Roles and Responsibilities:

  • Meet three times annually in conjunction with HL7 Working Group Meetings to conduct business as designated by the Chair
  • Respond to call from Chair for special business meeting, which may be conducted telephonically
  • Conduct an Annual Retreat, to be scheduled by the Chair, to
    • Establish organizational focus through mission, vision, and strategic priorities
    • Review the product and services strategy and revise as necessary
    • Ratify the marketing and communication plans proposed by the CEO
  • Ratify the annual budget as developed by the CEO and Finance Committee
  • Advise the CEO on external relations (new sponsors, new relationships, affiliations)
  • The Executive Committee and Finance Committee will work closely with the CEO to implement the strategic direction established by the BoD

Criteria for Board membership:

  • The transition plan shall cause a defined set of qualifications for nomination to the Board to be developed which will include
    • The exclusion of staff members, consultants or others under contract to HL7
    • Stipulation of member in good standing
    • Some reference to a required period of membership
    • Some reference to experience in HL7 TC or SIG leadership
  • Strive for a balance between business, technical and clinical perspectives (This criteria should be eliminated as it puts an undue burden on the nominations committee and may lead to the exclusion of otherwise qualified candidates)
  • Criteria will be shared with the members before call for nominees

Nominations for Director-at-large: Any member in good standing can be nominated through a petition process to be defined by amendment to Policies & Procedures. Criteria will be a certain number of supporters representing a certain number of organizations (for example, 20 members, 10 organizations) with all appearing on the ballot. A nominating committee will be convened to ensure that an adequate number of candidates representing a balance of constituencies are put forward for ballot. The Nominating Committee will be composed of eight members representing developers, implementers and users of HL7 products

  • 2 members elected by the Advisory Committee
  • 2 members elected by the TSC
  • 4 members elected at-large from a pool of candidates meeting the same criteria as required to be nominated for a committee co-chair; primarily being a member in good standing and an active member of any given committee

This is an unworkable proposal. It requires an election to form what is normally an ad hoc committee and does not address committee chairmanship. It also sets unrealistic requirements on the composition of the committee; stipulating a mix of developers, implementers, and users – a rather nebulous category in itself. Further, it requires the committee to “ensure that an adequate number of candidates representing a balance of constituencies” be put forward. Is the committee to wait for some indication of who is being nominated then seek out opposing candidates for the other constituencies? The actual focus of this proposal is expressed by the phrase “with all appearing on the ballot.” If we are to place all individuals who meet the criteria for nomination on the slate, what is the purpose of the nominations committee? Staff could simply validate candidates against the criteria and add their name to the slate. The current process should be retained with the addition of two members to be sought from among the members of the TSC and one member to be sought from among the members of the Advisory Committee.

Technical Directorate

The Technical Directorate (TD) is responsible for product project approval and management oversight. It will rely on both staff and volunteers with increasing levels of professional staffing as the financial model allows. Note: Volunteer representatives to the TD should have sufficient support from their employers to ensure an average of 3-4 hours/week participation.


The proposed composition is too large to be effective and calls for the membership, which may not have sufficient interest in or knowledge of the requirements for membership, to elect members. Not only does this implement a significant administrative burden on the staff and membership, it does not allow the TD to easily adapt its membership to changing circumstances. It is recommended that the following composition be implemented.

  • [CTO is chair of the TD] CTO leads the Technical Directorate.

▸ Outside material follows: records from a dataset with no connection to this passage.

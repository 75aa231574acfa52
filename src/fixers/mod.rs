// SPDX-License-Identifier: PMPL-1.0-or-later
//! Accessibility fixers.
//!
//! Each fixer is a self-contained rule that inspects a [`Document`],
//! optionally mutates it, and reports what it changed and what it could
//! not decide on its own. Fixers are independent of one another; the
//! [`Pipeline`](crate::pipeline::Pipeline) only fixes the order in which
//! their output is concatenated.
//!
//! Message wording is a stable contract: downstream tooling matches on it.

pub mod ambiguous;
pub mod aria_required;
pub mod label;

pub use ambiguous::AmbiguousControlFixer;
pub use aria_required::AriaRequiredFixer;
pub use label::LabelFixer;

use crate::document::{Document, Element, Node, NodeId};
use serde::{Deserialize, Serialize};

/// Prefix of every marker comment a fixer leaves in the markup
pub const MARKER_PREFIX: &str = "cm-forms";

/// Trait implemented by all fixers
pub trait Fixer: Send + Sync {
    /// Human-readable name of this fixer
    fn name(&self) -> &str;

    /// Short description of what this fixer checks
    fn description(&self) -> &str;

    /// Inspect and optionally mutate the document.
    ///
    /// Must not fail: anything the fixer cannot resolve becomes a warning.
    fn apply(&self, document: &mut Document) -> FixerResult;
}

/// Changes and warnings produced by one fixer run, in discovery order
#[derive(Debug, Clone, Default, PartialEq, Eq, Serialize, Deserialize)]
pub struct FixerResult {
    /// Mutations applied to the document
    pub changes: Vec<String>,
    /// Conditions needing developer review
    pub warnings: Vec<String>,
}

impl FixerResult {
    pub fn new() -> Self {
        Self::default()
    }

    pub fn add_change(&mut self, message: impl Into<String>) {
        self.changes.push(message.into());
    }

    pub fn add_warning(&mut self, message: impl Into<String>) {
        self.warnings.push(message.into());
    }

    /// Append another result after this one
    pub fn extend(&mut self, other: FixerResult) {
        self.changes.extend(other.changes);
        self.warnings.extend(other.warnings);
    }

    pub fn is_empty(&self) -> bool {
        self.changes.is_empty() && self.warnings.is_empty()
    }
}

/// `<tag id="...">`, with `unknown` standing in for a missing id
pub(crate) fn describe(element: &Element) -> String {
    format!(
        "<{} id=\"{}\">",
        element.name(),
        element.attr("id").unwrap_or("unknown")
    )
}

/// Leave a `<!-- cm-forms: note -->` marker right before `id`
pub(crate) fn annotate(document: &mut Document, id: NodeId, note: &str) {
    document.insert_before(id, Node::Comment(format!(" {}: {} ", MARKER_PREFIX, note)));
}

#[cfg(test)]
mod tests {
    use super::*;

    #[test]
    fn test_describe_uses_unknown_for_missing_id() {
        assert_eq!(describe(&Element::new("input")), "<input id=\"unknown\">");
        assert_eq!(
            describe(&Element::new("select").with_attr("id", "country")),
            "<select id=\"country\">"
        );
    }

    #[test]
    fn test_annotate_inserts_marker_before() {
        let mut doc = Document::parse("<p>x</p>");
        let p = doc.find_by_tag("p")[0];
        annotate(&mut doc, p, "note");
        assert_eq!(doc.serialize(), "<!-- cm-forms: note --><p>x</p>");
    }

    #[test]
    fn test_result_extend_keeps_order() {
        let mut first = FixerResult::new();
        first.add_change("a");
        first.add_warning("w1");
        let mut second = FixerResult::new();
        second.add_change("b");
        second.add_warning("w2");
        first.extend(second);
        assert_eq!(first.changes, vec!["a", "b"]);
        assert_eq!(first.warnings, vec!["w1", "w2"]);
        assert!(!first.is_empty());
        assert!(FixerResult::new().is_empty());
    }
}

While the CTO may seek consensus among the members of the TD, as the responsible party he or she holds the final decision making authority.
  • [3 representatives being the] The three co-chairs of the Technical Steering Committee, one each from Foundation & Technologies (F&T), Structure & Semantic Design (S&SD), and Domain Expertise (DE) shall be members. These are volunteer-filled positions which focus on the technical content of standards development, ensuring that they meet end-user needs, and make recommendations to the Board on project priorities.
  • [3 representatives appointed by the] The Affiliates Council shall seat two members to be [and] reconfirmed annually [with one being a member of the US Affiliate]
  • The US Affiliate shall seat one member to be reconfirmed annually
  • [2 representatives appointed by the Board on the recommendation of the CTO and re-confirmed by Board vote annually,] The CTO, with the concurrence of the CEO and COO, may choose to fill up to three seats in order to eliminate gaps in skill sets, provide balance and ensure capacity to track and manage joint projects with other SDO; the need for such participation to be reassessed against current membership annually
  • [2 representatives elected at-large for two-year terms from a slate of candidates prepared by the CTO in collaboration with the TSC co-chairs] Deleted
  • [Board appoint one additional member] Deleted
  • [One member elected at large] Deleted
  • Technical staff and consultants (non-voting)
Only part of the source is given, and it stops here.